Start of Given information
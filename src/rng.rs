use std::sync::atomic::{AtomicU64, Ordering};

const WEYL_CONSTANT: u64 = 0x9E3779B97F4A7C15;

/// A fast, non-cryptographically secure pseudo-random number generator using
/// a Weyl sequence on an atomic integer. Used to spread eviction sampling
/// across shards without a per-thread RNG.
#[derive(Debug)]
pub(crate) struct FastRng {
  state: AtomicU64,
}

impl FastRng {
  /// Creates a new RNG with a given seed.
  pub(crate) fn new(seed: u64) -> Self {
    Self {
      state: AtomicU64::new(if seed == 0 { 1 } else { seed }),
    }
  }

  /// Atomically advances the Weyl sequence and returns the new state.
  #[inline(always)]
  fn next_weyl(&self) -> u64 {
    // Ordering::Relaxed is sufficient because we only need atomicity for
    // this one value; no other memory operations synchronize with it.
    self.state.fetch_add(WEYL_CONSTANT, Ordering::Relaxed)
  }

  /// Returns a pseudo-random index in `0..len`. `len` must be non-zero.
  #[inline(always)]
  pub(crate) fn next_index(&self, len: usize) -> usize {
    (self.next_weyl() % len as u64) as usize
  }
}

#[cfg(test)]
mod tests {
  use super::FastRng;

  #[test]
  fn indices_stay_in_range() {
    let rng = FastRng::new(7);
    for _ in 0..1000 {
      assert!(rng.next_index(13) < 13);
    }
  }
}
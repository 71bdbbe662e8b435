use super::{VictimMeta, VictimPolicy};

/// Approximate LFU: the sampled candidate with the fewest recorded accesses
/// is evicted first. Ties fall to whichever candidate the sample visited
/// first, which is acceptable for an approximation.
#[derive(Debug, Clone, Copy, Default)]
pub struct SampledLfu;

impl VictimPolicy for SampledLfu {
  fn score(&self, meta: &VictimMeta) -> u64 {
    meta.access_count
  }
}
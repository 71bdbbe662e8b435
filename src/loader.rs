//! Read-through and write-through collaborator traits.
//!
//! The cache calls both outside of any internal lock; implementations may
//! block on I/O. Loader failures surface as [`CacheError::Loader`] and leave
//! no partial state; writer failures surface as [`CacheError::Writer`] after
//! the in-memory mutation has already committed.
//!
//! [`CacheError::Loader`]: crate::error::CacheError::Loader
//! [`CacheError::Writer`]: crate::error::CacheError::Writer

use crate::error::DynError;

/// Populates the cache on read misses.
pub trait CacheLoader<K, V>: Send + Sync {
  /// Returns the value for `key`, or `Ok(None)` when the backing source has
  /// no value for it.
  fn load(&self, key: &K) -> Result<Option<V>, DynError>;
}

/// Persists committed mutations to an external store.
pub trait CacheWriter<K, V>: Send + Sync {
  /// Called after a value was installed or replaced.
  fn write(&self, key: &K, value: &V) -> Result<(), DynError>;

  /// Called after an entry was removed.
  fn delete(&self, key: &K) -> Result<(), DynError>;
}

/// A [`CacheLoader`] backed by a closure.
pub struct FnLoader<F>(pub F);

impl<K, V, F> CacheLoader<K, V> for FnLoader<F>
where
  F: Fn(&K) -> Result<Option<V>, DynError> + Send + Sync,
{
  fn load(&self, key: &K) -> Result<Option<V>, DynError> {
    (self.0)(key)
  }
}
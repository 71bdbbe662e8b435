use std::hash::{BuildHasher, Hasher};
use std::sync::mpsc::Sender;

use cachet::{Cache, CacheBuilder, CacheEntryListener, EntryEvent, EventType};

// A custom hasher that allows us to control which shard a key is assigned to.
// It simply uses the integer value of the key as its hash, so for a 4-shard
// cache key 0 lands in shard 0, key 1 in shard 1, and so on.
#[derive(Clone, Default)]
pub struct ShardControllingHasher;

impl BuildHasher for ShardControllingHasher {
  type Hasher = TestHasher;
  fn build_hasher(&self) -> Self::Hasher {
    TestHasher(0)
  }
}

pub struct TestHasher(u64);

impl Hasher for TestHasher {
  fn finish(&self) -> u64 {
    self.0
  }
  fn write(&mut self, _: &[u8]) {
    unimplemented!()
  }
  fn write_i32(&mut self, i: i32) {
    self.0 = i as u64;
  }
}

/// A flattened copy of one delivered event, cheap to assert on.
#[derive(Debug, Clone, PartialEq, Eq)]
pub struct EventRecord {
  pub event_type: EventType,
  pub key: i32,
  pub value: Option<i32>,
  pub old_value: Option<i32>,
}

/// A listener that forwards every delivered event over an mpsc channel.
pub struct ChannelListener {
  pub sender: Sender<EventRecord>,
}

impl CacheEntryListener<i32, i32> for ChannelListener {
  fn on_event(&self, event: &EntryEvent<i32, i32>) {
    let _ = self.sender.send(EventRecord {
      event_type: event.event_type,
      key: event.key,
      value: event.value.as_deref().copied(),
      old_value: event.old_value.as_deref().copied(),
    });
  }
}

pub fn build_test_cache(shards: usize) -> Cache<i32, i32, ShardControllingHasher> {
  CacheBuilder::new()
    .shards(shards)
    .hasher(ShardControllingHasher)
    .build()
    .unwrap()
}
End of Given information
> _Problem to work on_
The answer must be every line from the records above that contains "integer".

> _Task solution_
/// a Weyl sequence on an atomic integer. Used to spread eviction sampling
// It simply uses the integer value of the key as its hash, so for a 4-shard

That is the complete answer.